In 2008, Bloomberg Businessweek’s Joshua Green (then at the Atlantic) revealed a series of memos Penn wrote during the 2008 presidential campaign, suggesting to his candidate Hillary Clinton, among other things, that she could undermine voters’ trust in Barack Obama by digging into his roots.


“All of these articles about his boyhood in Indonesia and his life in Hawaii are geared towards showing his background is diverse, multicultural and putting that in a new light,” Penn wrote. “It also exposes a very strong weakness for him—his roots to basic American values and culture are at best limited.

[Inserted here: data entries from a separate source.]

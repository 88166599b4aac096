//! MCP server exposing the retrieval surface as two tools: a summarized
//! `search` and a follow-up `fetch_details`.

use anyhow::{Context, Result};
use rmcp::{
    handler::server::{router::tool::ToolRouter, wrapper::Parameters},
    model::{CallToolResult, Content, ServerCapabilities, ServerInfo},
    tool, tool_handler, tool_router, ErrorData, ServerHandler, ServiceExt,
};
use serde::Deserialize;
use std::sync::Arc;
use tracing::{debug, info, warn};

use super::Services;
use crate::search::disclosure::DEFAULT_TOP_K;
use crate::search::{ChunkStore, RetrievalSurface};

#[derive(Debug, Deserialize, schemars::JsonSchema)]
pub struct SearchParams {
    /// Natural-language or keyword query.
    pub query: String,
    /// Number of results, between 1 and 10 (default: 3).
    #[serde(default)]
    pub top_k: Option<i64>,
}

#[derive(Debug, Deserialize, schemars::JsonSchema)]
pub struct FetchParams {
    /// Document id taken from a `search` result.
    pub document_id: i64,
}

#[derive(Clone)]
pub struct DocsiftServer {
    surface: Arc<RetrievalSurface>,
    tool_router: ToolRouter<Self>,
}

impl DocsiftServer {
    pub fn new(surface: RetrievalSurface) -> Self {
        Self {
            surface: Arc::new(surface),
            tool_router: Self::tool_router(),
        }
    }
}

#[tool_router]
impl DocsiftServer {
    #[tool(
        description = "Search indexed documents with hybrid keyword and semantic retrieval. Returns short snippets with document ids; call fetch_details with an id to read the full chunk."
    )]
    pub async fn search(
        &self,
        Parameters(params): Parameters<SearchParams>,
    ) -> Result<CallToolResult, ErrorData> {
        let top_k = params.top_k.unwrap_or(DEFAULT_TOP_K as i64);
        debug!(query = %params.query, top_k, "search tool called");
        let report = self.surface.search_report(&params.query, top_k).await;
        Ok(CallToolResult::success(vec![Content::text(report)]))
    }

    #[tool(
        description = "Fetch the full text of a document chunk by id, together with the neighbouring chunks of the same source for context."
    )]
    pub async fn fetch_details(
        &self,
        Parameters(params): Parameters<FetchParams>,
    ) -> Result<CallToolResult, ErrorData> {
        debug!(document_id = params.document_id, "fetch_details tool called");
        let report = self.surface.fetch_report(params.document_id).await;
        Ok(CallToolResult::success(vec![Content::text(report)]))
    }
}

#[tool_handler]
impl ServerHandler for DocsiftServer {
    fn get_info(&self) -> ServerInfo {
        ServerInfo {
            instructions: Some(
                "docsift searches a local index of markdown and text documents. Use 'search' first to get compact results with ids, then 'fetch_details' for the full text of the chunks you need."
                    .to_string(),
            ),
            capabilities: ServerCapabilities::builder().enable_tools().build(),
            ..Default::default()
        }
    }
}

/// Serve the MCP protocol on stdio until the client disconnects.
pub async fn run_mcp_server(services: Services) -> Result<()> {
    use rmcp::transport::stdio;

    let chunks = services.store.count_chunks().await?;
    if chunks == 0 {
        warn!(
            path = %services.config.store.path.display(),
            "index is empty, run `docsift index` to add documents"
        );
    }
    info!(chunks, "starting MCP server on stdio");

    let server = DocsiftServer::new(services.surface());
    let service = server
        .serve(stdio())
        .await
        .context("Failed to start MCP server")?;
    service.waiting().await?;

    Ok(())
}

I cannot imagine America electing a president during a time of war who is not at his center fundamentally American in his thinking and in his values.”


Ultimately, Clinton ignored Penn’s advice. Ballmer, on the other hand, appears to be less squeamish about going negative on Bing’s rival. The Scroogled campaign comes on the heels of a number of other ads by Microsoft (predating Penn’s arrival) that needle Google, including this and this.


Going negative, whether in politics or business, often triggers a backlash. And sure enough, the Scroogled site quickly drew critics. On Search Engine Land, influential blogger Danny Sullivan pounced. “Great campaign, if it were true,” Sullivan wrote. “It’s not. Bing itself does the same things it accuses Google of.”


Nichols disagrees, and says his marketing team will continue to try to educate the public on the differences between Google and Bing. In other words, expect more attack ads to follow.


“Most of the tests that we’ve ever done have shown that when we draw stark distinctions between what we offer and what Google offers, that it’s often news to people,” Nichols says. “At the same time, they value that we are educating them about the options.”